═══ Materials provided
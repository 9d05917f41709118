// Reporting around the refinement core — exports, terminal summary, survey batches

pub mod export;
pub mod summary;
pub mod survey;

pub use export::{save_csv, save_json, write_csv, TraceReport};
pub use summary::{render_summary, similarity_bar};
pub use survey::{result_path, run_survey, BatchOptions, ItemOutcome, QuestionId, Survey, SurveyItem};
══════
◆ **What is needed**:
Would you be able to transcribe every line of the data exactly?

◆ **Answer section**:
repository 9d05917f41709118
// Reporting around the refinement core — exports, terminal summary, survey batches

pub mod export;
pub mod summary;
pub mod survey;

pub use export::{save_csv, save_json, write_csv, TraceReport};
pub use summary::{render_summary, similarity_bar};
pub use survey::{result_path, run_survey, BatchOptions, ItemOutcome, QuestionId, Survey, SurveyItem};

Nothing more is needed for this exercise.